Pakistan’s bourse was boosted when the country’s stock market was reclassified to be included in the MSCI’s emerging market index category. Pakistan was dropped from the MSCI Emerging Markets Index when it imposed a floor on the market during the financial crisis in 2008, effectively trapping local and foreign investors for several months.
The PSX saw its benchmark index increased by 60 percent over the past year, making it one of world’s top performing indexes. Pakistan was the world’s fifth highest-returning stock market in 2016, but the growth was driven by local investors, with the bourse eager to attract more foreign inflows. The market capitalization of the PSX is around $90 billion, although only about a quarter of that is freely tradable.

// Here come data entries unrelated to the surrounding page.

use axum::{
    extract::{Path, Query, State},
    http::StatusCode,
    response::Json,
};
use chrono::{DateTime, NaiveDate, Utc};
use rust_decimal::Decimal;
use serde::{Deserialize, Serialize};
use uuid::Uuid;

use crate::{
    entities::stock_movement::{self, MovementType, StockItemType},
    errors::ServiceError,
    handlers::ActorInfo,
    services::balance::{LedgerEntry, ReconciliationReport},
    services::movements::NewMovement,
    ApiResponse, AppState,
};

#[derive(Debug, Deserialize)]
pub struct RecordMovementRequest {
    pub item_type: StockItemType,
    pub item_reference: Uuid,
    pub movement_type: MovementType,
    pub quantity: Decimal,
    pub effective_date: NaiveDate,
    pub reference_id: Option<Uuid>,
    pub reference_type: Option<String>,
    pub notes: Option<String>,
    /// `created_at` of the originating business record, when this movement
    /// is derived from one.
    pub originating_created_at: Option<DateTime<Utc>>,
}

#[derive(Debug, Deserialize)]
pub struct RecordTransferRequest {
    pub item_type: StockItemType,
    pub from_reference: Uuid,
    pub to_reference: Uuid,
    pub quantity: Decimal,
    pub effective_date: NaiveDate,
    pub reference_id: Option<Uuid>,
}

#[derive(Debug, Deserialize)]
pub struct BalanceQuery {
    pub as_of: Option<NaiveDate>,
    pub created_at_cutoff: Option<DateTime<Utc>>,
}

#[derive(Debug, Serialize)]
pub struct BalanceResponse {
    pub item_type: StockItemType,
    pub item_reference: Uuid,
    pub balance: Decimal,
}

#[derive(Debug, Deserialize)]
pub struct DeductRequest {
    pub processed_good_id: Uuid,
    pub quantity: Decimal,
    pub order_id: Option<Uuid>,
}

#[derive(Debug, Deserialize)]
pub struct AdjustRequest {
    pub processed_good_id: Uuid,
    pub old_quantity: Decimal,
    pub new_quantity: Decimal,
    pub order_id: Option<Uuid>,
}

#[derive(Debug, Serialize)]
pub struct DeductionResponse {
    pub processed_good_id: Uuid,
    pub movement_id: Option<Uuid>,
    pub quantity: Decimal,
    pub new_available: Option<Decimal>,
}

fn parse_item_type(raw: &str) -> Result<StockItemType, ServiceError> {
    raw.parse().map_err(|_| {
        ServiceError::ValidationError(format!("Unknown stock item type: {}", raw))
    })
}

/// POST /api/v1/inventory/movements
pub async fn record_movement(
    State(state): State<AppState>,
    Json(request): Json<RecordMovementRequest>,
) -> Result<(StatusCode, Json<ApiResponse<stock_movement::Model>>), ServiceError> {
    let mut new = NewMovement::new(
        request.item_type,
        request.item_reference,
        request.movement_type,
        request.quantity,
        request.effective_date,
    );
    new.reference_id = request.reference_id;
    new.reference_type = request.reference_type;
    new.notes = request.notes;
    new.originating_created_at = request.originating_created_at;

    let movement = state.services.movements.record_movement(new).await?;
    Ok((StatusCode::CREATED, Json(ApiResponse::success(movement))))
}

/// POST /api/v1/inventory/transfers
pub async fn record_transfer(
    State(state): State<AppState>,
    Json(request): Json<RecordTransferRequest>,
) -> Result<(StatusCode, Json<ApiResponse<Vec<stock_movement::Model>>>), ServiceError> {
    let (out_movement, in_movement) = state
        .services
        .movements
        .record_transfer(
            request.item_type,
            request.from_reference,
            request.to_reference,
            request.quantity,
            request.effective_date,
            request.reference_id,
        )
        .await?;
    Ok((
        StatusCode::CREATED,
        Json(ApiResponse::success(vec![out_movement, in_movement])),
    ))
}

/// GET /api/v1/inventory/:item_type/:item_reference/balance
pub async fn get_balance(
    State(state): State<AppState>,
    Path((item_type, item_reference)): Path<(String, Uuid)>,
    Query(query): Query<BalanceQuery>,
) -> Result<Json<ApiResponse<BalanceResponse>>, ServiceError> {
    let item_type = parse_item_type(&item_type)?;
    let balance = match query.as_of {
        Some(as_of) => {
            state
                .services
                .balance
                .balance_as_of(item_type, item_reference, as_of, query.created_at_cutoff)
                .await?
        }
        None => {
            state
                .services
                .balance
                .current_balance(item_type, item_reference)
                .await?
        }
    };
    Ok(Json(ApiResponse::success(BalanceResponse {
        item_type,
        item_reference,
        balance,
    })))
}

/// GET /api/v1/inventory/:item_type/:item_reference/ledger
pub async fn get_ledger(
    State(state): State<AppState>,
    Path((item_type, item_reference)): Path<(String, Uuid)>,
) -> Result<Json<ApiResponse<Vec<LedgerEntry>>>, ServiceError> {
    let item_type = parse_item_type(&item_type)?;
    let history = state
        .services
        .balance
        .ledger_history(item_type, item_reference)
        .await?;
    Ok(Json(ApiResponse::success(history)))
}

/// POST /api/v1/inventory/deduct
pub async fn deduct(
    State(state): State<AppState>,
    ActorInfo(actor): ActorInfo,
    Json(request): Json<DeductRequest>,
) -> Result<Json<ApiResponse<DeductionResponse>>, ServiceError> {
    let outcome = state
        .services
        .deduction
        .deduct(
            request.processed_good_id,
            request.quantity,
            actor,
            request.order_id,
        )
        .await?;
    Ok(Json(ApiResponse::success(DeductionResponse {
        processed_good_id: outcome.processed_good_id,
        movement_id: Some(outcome.movement_id),
        quantity: outcome.quantity,
        new_available: Some(outcome.new_available),
    })))
}

/// POST /api/v1/inventory/restore
pub async fn restore(
    State(state): State<AppState>,
    ActorInfo(actor): ActorInfo,
    Json(request): Json<DeductRequest>,
) -> Result<Json<ApiResponse<DeductionResponse>>, ServiceError> {
    let outcome = state
        .services
        .deduction
        .restore(
            request.processed_good_id,
            request.quantity,
            actor,
            request.order_id,
        )
        .await?;
    Ok(Json(ApiResponse::success(DeductionResponse {
        processed_good_id: outcome.processed_good_id,
        movement_id: Some(outcome.movement_id),
        quantity: outcome.quantity,
        new_available: Some(outcome.new_available),
    })))
}

/// POST /api/v1/inventory/adjust
pub async fn adjust(
    State(state): State<AppState>,
    ActorInfo(actor): ActorInfo,
    Json(request): Json<AdjustRequest>,
) -> Result<Json<ApiResponse<DeductionResponse>>, ServiceError> {
    let outcome = state
        .services
        .deduction
        .adjust(
            request.processed_good_id,
            request.old_quantity,
            request.new_quantity,
            actor,
            request.order_id,
        )
        .await?;
    let response = match outcome {
        Some(outcome) => DeductionResponse {
            processed_good_id: outcome.processed_good_id,
            movement_id: Some(outcome.movement_id),
            quantity: outcome.quantity,
            new_available: Some(outcome.new_available),
        },
        None => DeductionResponse {
            processed_good_id: request.processed_good_id,
            movement_id: None,
            quantity: Decimal::ZERO,
            new_available: None,
        },
    };
    Ok(Json(ApiResponse::success(response)))
}

/// POST /api/v1/inventory/goods/:processed_good_id/reconcile
pub async fn reconcile(
    State(state): State<AppState>,
    Path(processed_good_id): Path<Uuid>,
) -> Result<Json<ApiResponse<ReconciliationReport>>, ServiceError> {
    let report = state.services.balance.reconcile(processed_good_id).await?;
    Ok(Json(ApiResponse::success(report)))
}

In December, the average daily value of trades stood at about $200 million, doubling from December 2015, but some way below pre-2008 crisis levels, when daily trades reached $400-$500 million.

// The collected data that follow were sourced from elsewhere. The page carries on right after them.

use crate::{
    db::DbPool,
    entities::order_audit_log::{self, AuditEventType, Entity as OrderAuditLogEntity},
    entities::order_lock_log::{self, Entity as OrderLockLogEntity, LockAction},
    errors::ServiceError,
};
use sea_orm::{
    ActiveModelTrait, ColumnTrait, ConnectionTrait, EntityTrait, QueryFilter, QueryOrder, Set,
};
use std::sync::Arc;
use uuid::Uuid;

/// Appends an audit row inside the caller's transaction, so the trace
/// commits or rolls back with the action it describes.
pub(crate) async fn record_in_txn<C: ConnectionTrait>(
    conn: &C,
    order_id: Uuid,
    event_type: AuditEventType,
    performed_by: Uuid,
    event_data: Option<serde_json::Value>,
    description: Option<String>,
) -> Result<order_audit_log::Model, ServiceError> {
    let entry = order_audit_log::ActiveModel {
        id: Set(Uuid::new_v4()),
        order_id: Set(order_id),
        event_type: Set(event_type.to_string()),
        performed_by: Set(performed_by),
        event_data: Set(event_data),
        description: Set(description),
        ..Default::default()
    };
    entry.insert(conn).await.map_err(ServiceError::db_error)
}

/// Appends a lock-log row inside the caller's transaction.
pub(crate) async fn record_lock_action_in_txn<C: ConnectionTrait>(
    conn: &C,
    order_id: Uuid,
    action: LockAction,
    performed_by: Uuid,
    unlock_reason: Option<String>,
) -> Result<order_lock_log::Model, ServiceError> {
    let entry = order_lock_log::ActiveModel {
        id: Set(Uuid::new_v4()),
        order_id: Set(order_id),
        action: Set(action.to_string()),
        performed_by: Set(performed_by),
        unlock_reason: Set(unlock_reason),
        ..Default::default()
    };
    entry.insert(conn).await.map_err(ServiceError::db_error)
}

/// Read-only access to the order audit trail, consumed by reporting.
#[derive(Clone)]
pub struct AuditLogService {
    db: Arc<DbPool>,
}

impl AuditLogService {
    pub fn new(db: Arc<DbPool>) -> Self {
        Self { db }
    }

    /// Every recorded action for an order, oldest first.
    pub async fn get_audit_log(
        &self,
        order_id: Uuid,
    ) -> Result<Vec<order_audit_log::Model>, ServiceError> {
        OrderAuditLogEntity::find()
            .filter(order_audit_log::Column::OrderId.eq(order_id))
            .order_by_asc(order_audit_log::Column::PerformedAt)
            .all(self.db.as_ref())
            .await
            .map_err(ServiceError::db_error)
    }

    /// Lock and unlock actions for an order, oldest first.
    pub async fn get_lock_history(
        &self,
        order_id: Uuid,
    ) -> Result<Vec<order_lock_log::Model>, ServiceError> {
        OrderLockLogEntity::find()
            .filter(order_lock_log::Column::OrderId.eq(order_id))
            .order_by_asc(order_lock_log::Column::PerformedAt)
            .all(self.db.as_ref())
            .await
            .map_err(ServiceError::db_error)
    }
}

Over the past few years officials have been enacting market reforms to regain the trust of investors, including demutualising Pakistan’s bourses to weaken the influence of stockbrokers and deepen the investor base.
With 40 percent of the PSX equity already vested with the 200-strong stock broker community, the remaining 20 percent would be offered in an initial public offering (IPO) to the general public.
This divestment will bring an excellent partnership for development of the capital market in Pakistan. The arrival of Chinese investors will be positive step in developing economic and social development in the region.
The sell-off would result in substantial liquidity generation among stock brokers that was expected to result in their higher capital sufficiency.
Pakistan’s soaring stock exchange will introduce derivatives trading from the middle of 2017. The introduction of derivatives, as well as plans for listing of infrastructure bonds, will boost liquidity in the market and lure foreign investors.
Pakistan’s economy has greatly recovered in recent years, with improving security across the country fuelling economic growth. Sentiment was further encouraged by China’s plans to invest $57 billion in a network of roads, railways and energy infrastructure across Pakistan.
The introduction of derivatives would help drive profits. Derivatives would bring in more liquidity in the market which is good for exchange business because trading activity generates trading fees.
Pakistan hopes that the Chinese bourses will boost Pakistan’s small corporate debt market, which has struggled to gain purchase as Pakistani companies continue to turn to banks for loans.
Considering the divergence in social systems, culture and language among the route’s countries, closer financial ties would clear up misunderstandings of the project.
The deal will stabilize and develop financial markets along the route. China could draw on the experience of its two stock connect schemes that link Hong Kong to Shanghai and Shenzhen and replicate the model to enable closer equity market ties between China and Pakistan.
The deal could change the way funds are collected across borders and lure in more capital for projects along the initiative. Infrastructure projects alone along the route are estimated to require hundreds of billions of dollars
Pakistan’s economy has rebounded in recent years, with improving security across the country fuelling economic growth. Pakistan’s market reform has been accelerating in recent years and the country has received backing from global institutions and overseas capital, making PSX more appealing to global investors than before.